-- Work to be completed --
Among the entries below, determine how many lines contain the word "SerialError" and state only that figure.

(Dataset items)

_____

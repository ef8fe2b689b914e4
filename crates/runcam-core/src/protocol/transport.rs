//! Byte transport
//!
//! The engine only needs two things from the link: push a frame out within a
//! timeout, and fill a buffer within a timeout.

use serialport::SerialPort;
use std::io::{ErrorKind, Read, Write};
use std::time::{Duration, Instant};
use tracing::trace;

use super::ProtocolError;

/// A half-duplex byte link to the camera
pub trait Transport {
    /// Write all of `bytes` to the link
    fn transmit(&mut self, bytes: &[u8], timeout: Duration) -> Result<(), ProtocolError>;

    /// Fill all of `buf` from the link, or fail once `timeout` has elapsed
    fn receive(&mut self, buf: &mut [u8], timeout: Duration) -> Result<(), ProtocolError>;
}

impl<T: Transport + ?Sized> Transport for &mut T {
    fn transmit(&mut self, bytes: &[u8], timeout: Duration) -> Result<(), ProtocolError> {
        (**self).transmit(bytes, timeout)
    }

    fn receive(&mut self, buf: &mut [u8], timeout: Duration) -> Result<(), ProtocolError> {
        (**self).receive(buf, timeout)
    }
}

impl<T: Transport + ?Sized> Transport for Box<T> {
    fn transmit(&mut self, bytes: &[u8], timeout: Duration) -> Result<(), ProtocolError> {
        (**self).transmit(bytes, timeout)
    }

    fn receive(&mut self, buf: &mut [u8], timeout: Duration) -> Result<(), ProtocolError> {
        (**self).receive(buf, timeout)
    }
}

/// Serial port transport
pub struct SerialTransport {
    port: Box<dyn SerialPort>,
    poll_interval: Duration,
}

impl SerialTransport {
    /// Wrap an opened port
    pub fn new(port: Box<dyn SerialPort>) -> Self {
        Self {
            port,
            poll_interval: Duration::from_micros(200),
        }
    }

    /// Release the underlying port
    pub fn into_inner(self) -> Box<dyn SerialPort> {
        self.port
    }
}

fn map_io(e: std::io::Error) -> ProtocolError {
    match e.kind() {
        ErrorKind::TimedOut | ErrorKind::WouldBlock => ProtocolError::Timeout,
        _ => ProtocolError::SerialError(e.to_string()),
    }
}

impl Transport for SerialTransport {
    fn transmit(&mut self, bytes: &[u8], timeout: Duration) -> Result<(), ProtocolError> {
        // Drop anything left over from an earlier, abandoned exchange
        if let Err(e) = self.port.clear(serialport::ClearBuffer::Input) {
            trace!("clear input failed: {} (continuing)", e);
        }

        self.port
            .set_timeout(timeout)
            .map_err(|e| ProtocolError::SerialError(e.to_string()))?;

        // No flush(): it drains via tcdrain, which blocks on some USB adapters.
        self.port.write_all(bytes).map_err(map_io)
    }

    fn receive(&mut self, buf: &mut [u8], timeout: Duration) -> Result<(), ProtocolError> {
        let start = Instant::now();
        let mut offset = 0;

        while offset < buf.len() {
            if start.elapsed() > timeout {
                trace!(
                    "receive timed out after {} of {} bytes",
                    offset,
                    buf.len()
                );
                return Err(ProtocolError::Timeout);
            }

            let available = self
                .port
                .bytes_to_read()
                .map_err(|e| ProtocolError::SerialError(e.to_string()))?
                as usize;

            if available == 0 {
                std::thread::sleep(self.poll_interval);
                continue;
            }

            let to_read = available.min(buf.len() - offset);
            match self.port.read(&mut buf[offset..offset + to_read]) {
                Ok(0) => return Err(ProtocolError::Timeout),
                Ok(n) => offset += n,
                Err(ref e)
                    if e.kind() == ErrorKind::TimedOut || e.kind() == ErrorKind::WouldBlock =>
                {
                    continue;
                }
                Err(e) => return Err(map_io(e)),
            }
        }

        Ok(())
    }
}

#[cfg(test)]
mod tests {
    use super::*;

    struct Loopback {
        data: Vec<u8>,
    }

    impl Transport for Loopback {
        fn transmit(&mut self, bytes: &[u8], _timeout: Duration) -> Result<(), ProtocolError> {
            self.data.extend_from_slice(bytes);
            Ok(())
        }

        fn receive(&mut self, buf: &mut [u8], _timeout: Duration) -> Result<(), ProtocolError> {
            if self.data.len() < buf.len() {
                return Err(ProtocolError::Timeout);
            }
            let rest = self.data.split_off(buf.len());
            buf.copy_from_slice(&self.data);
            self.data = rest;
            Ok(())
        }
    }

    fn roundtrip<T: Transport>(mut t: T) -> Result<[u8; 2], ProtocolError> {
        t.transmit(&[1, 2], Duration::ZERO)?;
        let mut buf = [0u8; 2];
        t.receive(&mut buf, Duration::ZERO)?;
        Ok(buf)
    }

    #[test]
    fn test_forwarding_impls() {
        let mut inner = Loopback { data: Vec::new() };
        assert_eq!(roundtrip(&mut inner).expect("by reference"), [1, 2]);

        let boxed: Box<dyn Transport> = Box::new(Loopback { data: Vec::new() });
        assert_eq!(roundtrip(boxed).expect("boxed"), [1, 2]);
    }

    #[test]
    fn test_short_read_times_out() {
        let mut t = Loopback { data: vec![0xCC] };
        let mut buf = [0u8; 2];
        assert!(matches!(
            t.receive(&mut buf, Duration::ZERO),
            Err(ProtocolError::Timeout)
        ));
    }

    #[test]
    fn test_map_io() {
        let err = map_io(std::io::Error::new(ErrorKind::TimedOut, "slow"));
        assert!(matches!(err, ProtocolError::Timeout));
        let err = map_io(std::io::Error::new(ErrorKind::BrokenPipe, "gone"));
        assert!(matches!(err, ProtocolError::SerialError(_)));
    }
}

_____

-- Solution to this exercise --
4